Surely I have to have at least one old boyfriend I can ease back into the dating picture. Heck, I've recycled before; why quibble about doing it now when resources are so tight?

Or maybe I'll ask around to see if anyone in my circle of friends has discarded some perfectly good soul mate. Instead of letting him just go to waste, I can pick him up, dust him off and see if he wants to get eco-friendly. The two of us can ditch the car (relatively easy for me since I don't have one), skip the wasteful wining and dining and go for a nice long (trash-collecting) walk on the beach.

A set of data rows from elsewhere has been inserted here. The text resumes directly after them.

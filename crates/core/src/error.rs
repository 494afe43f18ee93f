//! Domain error model.

use thiserror::Error;

/// Result type used across the domain layer.
pub type DomainResult<T> = Result<T, DomainError>;

/// A single field-level validation failure.
#[derive(Debug, Clone, PartialEq, Eq)]
pub struct FieldError {
    pub field: &'static str,
    pub message: String,
}

impl FieldError {
    pub fn new(field: &'static str, message: impl Into<String>) -> Self {
        Self {
            field,
            message: message.into(),
        }
    }
}

/// An accumulated set of field-level validation failures.
///
/// Handlers surface these verbatim so callers see which fields failed and why.
#[derive(Debug, Clone, PartialEq, Eq, Default)]
pub struct FieldErrors(Vec<FieldError>);

impl FieldErrors {
    pub fn new() -> Self {
        Self::default()
    }

    pub fn push(&mut self, field: &'static str, message: impl Into<String>) {
        self.0.push(FieldError::new(field, message));
    }

    pub fn is_empty(&self) -> bool {
        self.0.is_empty()
    }

    pub fn iter(&self) -> impl Iterator<Item = &FieldError> {
        self.0.iter()
    }

    /// Finish an accumulation pass: `Ok(())` if nothing failed.
    pub fn into_result(self) -> DomainResult<()> {
        if self.is_empty() {
            Ok(())
        } else {
            Err(DomainError::Validation(self))
        }
    }
}

impl core::fmt::Display for FieldErrors {
    fn fmt(&self, f: &mut core::fmt::Formatter<'_>) -> core::fmt::Result {
        let mut first = true;
        for e in &self.0 {
            if !first {
                write!(f, "; ")?;
            }
            write!(f, "{}: {}", e.field, e.message)?;
            first = false;
        }
        Ok(())
    }
}

/// Domain-level error.
///
/// Keep this focused on deterministic, business/domain failures (validation,
/// invariants, conflicts). Infrastructure concerns belong elsewhere.
#[derive(Debug, Error, Clone, PartialEq, Eq)]
pub enum DomainError {
    /// One or more input fields failed validation.
    #[error("validation failed: {0}")]
    Validation(FieldErrors),

    /// An identifier was invalid (e.g. parse failure).
    #[error("invalid identifier: {0}")]
    InvalidId(String),

    /// A requested resource was not found (domain-level).
    #[error("not found")]
    NotFound,

    /// The caller is not permitted to act on this resource.
    #[error("forbidden")]
    Forbidden,

    /// A conflict occurred (e.g. duplicate of an existing record).
    #[error("conflict: {0}")]
    Conflict(String),
}

impl DomainError {
    pub fn validation(field: &'static str, msg: impl Into<String>) -> Self {
        let mut errors = FieldErrors::new();
        errors.push(field, msg);
        Self::Validation(errors)
    }

    pub fn invalid_id(msg: impl Into<String>) -> Self {
        Self::InvalidId(msg.into())
    }

    pub fn conflict(msg: impl Into<String>) -> Self {
        Self::Conflict(msg.into())
    }

    pub fn not_found() -> Self {
        Self::NotFound
    }
}

#[cfg(test)]
mod tests {
    use super::*;

    #[test]
    fn field_errors_accumulate_and_display() {
        let mut errors = FieldErrors::new();
        errors.push("name", "must not be empty");
        errors.push("age", "must be a non-negative integer");

        let err = errors.clone().into_result().unwrap_err();
        assert!(matches!(err, DomainError::Validation(_)));
        assert_eq!(
            errors.to_string(),
            "name: must not be empty; age: must be a non-negative integer"
        );
    }

    #[test]
    fn empty_field_errors_are_ok() {
        assert!(FieldErrors::new().into_result().is_ok());
    }
}
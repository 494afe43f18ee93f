//! `caremap-core` — domain foundation building blocks.
//!
//! This crate contains **pure domain** primitives (no infrastructure concerns).

pub mod entity;
pub mod error;
pub mod fields;
pub mod id;

pub use entity::Owned;
pub use error::{DomainError, DomainResult, FieldError, FieldErrors};
pub use id::{DoctorId, MappingId, PatientId, UserId};
//! Doctor record.
//!
//! Same ownership shape as [`crate::patient::Patient`]; doctors additionally
//! carry practice details (specialization, experience, clinic address).

use serde::{Deserialize, Serialize};

use caremap_core::fields;
use caremap_core::{DoctorId, DomainResult, FieldErrors, Owned, UserId};

/// A doctor record owned by a single user.
#[derive(Debug, Clone, PartialEq, Eq, Serialize, Deserialize)]
pub struct Doctor {
    pub id: DoctorId,
    pub owner: UserId,
    pub name: String,
    pub email: String,
    pub phone: String,
    pub specialization: String,
    pub experience_years: u32,
    pub clinic_address: String,
}

impl Owned for Doctor {
    fn owner(&self) -> UserId {
        self.owner
    }
}

/// Client-supplied fields for creating a doctor.
#[derive(Debug, Clone, Deserialize)]
pub struct DoctorDraft {
    pub name: String,
    pub email: String,
    pub phone: String,
    pub specialization: String,
    pub experience_years: i64,
    pub clinic_address: String,
}

impl DoctorDraft {
    /// Validate and materialize the draft under the given owner.
    pub fn into_doctor(self, owner: UserId) -> DomainResult<Doctor> {
        let mut errors = FieldErrors::new();

        let name = fields::required(&mut errors, "name", &self.name);
        fields::max_length(&mut errors, "name", &name, 100);
        let email = fields::email(&mut errors, "email", &self.email);
        let phone = fields::required(&mut errors, "phone", &self.phone);
        fields::max_length(&mut errors, "phone", &phone, 10);
        let specialization = fields::required(&mut errors, "specialization", &self.specialization);
        fields::max_length(&mut errors, "specialization", &specialization, 100);
        let experience_years =
            fields::non_negative(&mut errors, "experience_years", self.experience_years);
        let clinic_address = fields::required(&mut errors, "clinic_address", &self.clinic_address);

        errors.into_result()?;

        Ok(Doctor {
            id: DoctorId::new(),
            owner,
            name,
            email,
            phone,
            specialization,
            experience_years,
            clinic_address,
        })
    }
}

/// Partial update for a doctor; `None` fields are left untouched.
#[derive(Debug, Clone, Default, Deserialize)]
pub struct DoctorUpdate {
    pub name: Option<String>,
    pub email: Option<String>,
    pub phone: Option<String>,
    pub specialization: Option<String>,
    pub experience_years: Option<i64>,
    pub clinic_address: Option<String>,
}

impl DoctorUpdate {
    /// Validate the populated fields and apply them to an existing record.
    pub fn apply_to(self, doctor: &mut Doctor) -> DomainResult<()> {
        let mut errors = FieldErrors::new();

        let name = self.name.map(|v| {
            let v = fields::required(&mut errors, "name", &v);
            fields::max_length(&mut errors, "name", &v, 100);
            v
        });
        let email = self.email.map(|v| fields::email(&mut errors, "email", &v));
        let phone = self.phone.map(|v| {
            let v = fields::required(&mut errors, "phone", &v);
            fields::max_length(&mut errors, "phone", &v, 10);
            v
        });
        let specialization = self.specialization.map(|v| {
            let v = fields::required(&mut errors, "specialization", &v);
            fields::max_length(&mut errors, "specialization", &v, 100);
            v
        });
        let experience_years = self
            .experience_years
            .map(|v| fields::non_negative(&mut errors, "experience_years", v));
        let clinic_address = self
            .clinic_address
            .map(|v| fields::required(&mut errors, "clinic_address", &v));

        errors.into_result()?;

        if let Some(v) = name {
            doctor.name = v;
        }
        if let Some(v) = email {
            doctor.email = v;
        }
        if let Some(v) = phone {
            doctor.phone = v;
        }
        if let Some(v) = specialization {
            doctor.specialization = v;
        }
        if let Some(v) = experience_years {
            doctor.experience_years = v;
        }
        if let Some(v) = clinic_address {
            doctor.clinic_address = v;
        }
        Ok(())
    }
}

#[cfg(test)]
mod tests {
    use super::*;
    use caremap_core::DomainError;

    fn draft() -> DoctorDraft {
        DoctorDraft {
            name: "Smith".to_string(),
            email: "smith@clinic.com".to_string(),
            phone: "0987654321".to_string(),
            specialization: "Cardiology".to_string(),
            experience_years: 12,
            clinic_address: "1 Harley Street".to_string(),
        }
    }

    #[test]
    fn valid_draft_materializes() {
        let owner = UserId::new();
        let doctor = draft().into_doctor(owner).unwrap();

        assert_eq!(doctor.owner, owner);
        assert_eq!(doctor.specialization, "Cardiology");
        assert_eq!(doctor.experience_years, 12);
    }

    #[test]
    fn negative_experience_is_a_field_error() {
        let mut d = draft();
        d.experience_years = -3;

        let err = d.into_doctor(UserId::new()).unwrap_err();
        let DomainError::Validation(errors) = err else {
            panic!("expected validation error");
        };
        assert!(errors.iter().any(|e| e.field == "experience_years"));
    }

    #[test]
    fn update_applies_only_populated_fields() {
        let mut doctor = draft().into_doctor(UserId::new()).unwrap();

        let update = DoctorUpdate {
            specialization: Some("Neurology".to_string()),
            ..Default::default()
        };
        update.apply_to(&mut doctor).unwrap();

        assert_eq!(doctor.specialization, "Neurology");
        assert_eq!(doctor.name, "Smith");
    }
}
//! Patient CRUD, owner-scoped throughout.
//!
//! A patient owned by someone else is indistinguishable from a missing one:
//! every miss is a uniform 404, so existence never leaks across users.

use std::sync::Arc;

use axum::{
    extract::{Extension, Path},
    http::StatusCode,
    response::IntoResponse,
    routing::get,
    Json, Router,
};
use chrono::Utc;

use caremap_core::PatientId;
use caremap_records::{PatientDraft, PatientUpdate};

use crate::app::services::AppServices;
use crate::app::{dto, errors};
use crate::context::AuthedUser;

pub fn router() -> Router {
    Router::new()
        .route("/", get(list_patients).post(create_patient))
        .route(
            "/:id",
            get(get_patient)
                .put(replace_patient)
                .patch(modify_patient)
                .delete(delete_patient),
        )
}

fn not_found() -> axum::response::Response {
    errors::json_error(StatusCode::NOT_FOUND, "Patient not found")
}

/// Owner-scoped id parse: an unparsable id can't name an owned patient, so it
/// gets the same uniform 404 as any other miss.
fn parse_id(raw: &str) -> Result<PatientId, axum::response::Response> {
    raw.parse().map_err(|_| not_found())
}

pub async fn list_patients(
    Extension(services): Extension<Arc<AppServices>>,
    Extension(user): Extension<AuthedUser>,
) -> axum::response::Response {
    match services.patients.list_patients(user.user_id).await {
        Ok(patients) => {
            let items: Vec<_> = patients
                .iter()
                .map(|p| dto::patient_to_json(p, &user.username))
                .collect();
            (StatusCode::OK, Json(items)).into_response()
        }
        Err(e) => errors::repo_error_to_response(e),
    }
}

pub async fn create_patient(
    Extension(services): Extension<Arc<AppServices>>,
    Extension(user): Extension<AuthedUser>,
    Json(body): Json<PatientDraft>,
) -> axum::response::Response {
    let patient = match body.into_patient(user.user_id, Utc::now()) {
        Ok(p) => p,
        Err(e) => return errors::domain_error_to_response(e),
    };

    match services.patients.insert_patient(patient).await {
        Ok(p) => {
            tracing::info!(patient_id = %p.id, "patient created");
            (StatusCode::CREATED, Json(dto::patient_to_json(&p, &user.username))).into_response()
        }
        Err(e) => errors::repo_error_to_response(e),
    }
}

pub async fn get_patient(
    Extension(services): Extension<Arc<AppServices>>,
    Extension(user): Extension<AuthedUser>,
    Path(id): Path<String>,
) -> axum::response::Response {
    let id = match parse_id(&id) {
        Ok(v) => v,
        Err(resp) => return resp,
    };

    match services.patients.find_patient(user.user_id, id).await {
        Ok(Some(p)) => (StatusCode::OK, Json(dto::patient_to_json(&p, &user.username))).into_response(),
        Ok(None) => not_found(),
        Err(e) => errors::repo_error_to_response(e),
    }
}

/// PUT: full replace — every mutable field is required.
pub async fn replace_patient(
    Extension(services): Extension<Arc<AppServices>>,
    Extension(user): Extension<AuthedUser>,
    Path(id): Path<String>,
    Json(body): Json<PatientDraft>,
) -> axum::response::Response {
    let update = PatientUpdate {
        name: Some(body.name),
        age: Some(body.age),
        email: Some(body.email),
        phone: Some(body.phone),
    };
    apply_update(services, user, &id, update).await
}

/// PATCH: partial update — absent fields are left untouched.
pub async fn modify_patient(
    Extension(services): Extension<Arc<AppServices>>,
    Extension(user): Extension<AuthedUser>,
    Path(id): Path<String>,
    Json(body): Json<PatientUpdate>,
) -> axum::response::Response {
    apply_update(services, user, &id, body).await
}

async fn apply_update(
    services: Arc<AppServices>,
    user: AuthedUser,
    raw_id: &str,
    update: PatientUpdate,
) -> axum::response::Response {
    let id = match parse_id(raw_id) {
        Ok(v) => v,
        Err(resp) => return resp,
    };

    let mut patient = match services.patients.find_patient(user.user_id, id).await {
        Ok(Some(p)) => p,
        Ok(None) => return not_found(),
        Err(e) => return errors::repo_error_to_response(e),
    };

    if let Err(e) = update.apply_to(&mut patient) {
        return errors::domain_error_to_response(e);
    }

    match services.patients.update_patient(patient).await {
        Ok(p) => (StatusCode::OK, Json(dto::patient_to_json(&p, &user.username))).into_response(),
        Err(e) => errors::repo_error_to_response(e),
    }
}

pub async fn delete_patient(
    Extension(services): Extension<Arc<AppServices>>,
    Extension(user): Extension<AuthedUser>,
    Path(id): Path<String>,
) -> axum::response::Response {
    let id = match parse_id(&id) {
        Ok(v) => v,
        Err(resp) => return resp,
    };

    match services.patients.delete_patient(user.user_id, id).await {
        Ok(()) => {
            tracing::info!(patient_id = %id, "patient deleted");
            StatusCode::NO_CONTENT.into_response()
        }
        Err(caremap_infra::RepoError::NotFound) => not_found(),
        Err(e) => errors::repo_error_to_response(e),
    }
}
//! `caremap-auth` — authentication/authorization boundary.
//!
//! This crate is intentionally decoupled from HTTP and storage: it knows how
//! to hash credentials, mint and validate tokens, and decide ownership, but
//! never touches a request or a repository.

pub mod authorize;
pub mod claims;
pub mod password;
pub mod tokens;
pub mod user;

pub use authorize::owns;
pub use claims::{Claims, TokenKind};
pub use tokens::{AuthError, Hs256TokenService, TokenPair, TokenValidator};
pub use user::{RegisterDraft, User};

Who knows? If we like the cut of each other's carbon footprint, we might even come back to my place for a quick game of spin the recyclable bottle.
Posted by:gorb

#5  Are these really the people we want dating, then mating?"

Don't worry - I'm sure they are pro-choice and happy to recyle their embryos into stem-cell research.
Posted by: Betty Grating2215   2008-08-15 23:06  

#4  CNN has gener copied many aspects of the FOX format, which is one reason FOX's ratings went down a bit recently.
Posted by: JosephMendiola   2008-08-15 20:06  

#3  "Tree huggers looking for love"...I love it. It sounds like a song title from The Driveby Truckers. Give 'em a listen. Just sayin'...
Posted by: WolfDog   2008-08-15 15:13  

#2  "Are these really the people we want dating, then mating?"

They'd be afraid to increase the planet's 'carbon footprint', so it would be less likely that progeny would result from their association. If they do have kids, they'd be self-centered malnourished little air-heads.

Either way, the issue would most likely be 'self-correcting' before a third generation could be expected.
Posted by: Mullah Richard   2008-08-15 08:32  

#1  Are these really the people we want dating, then mating?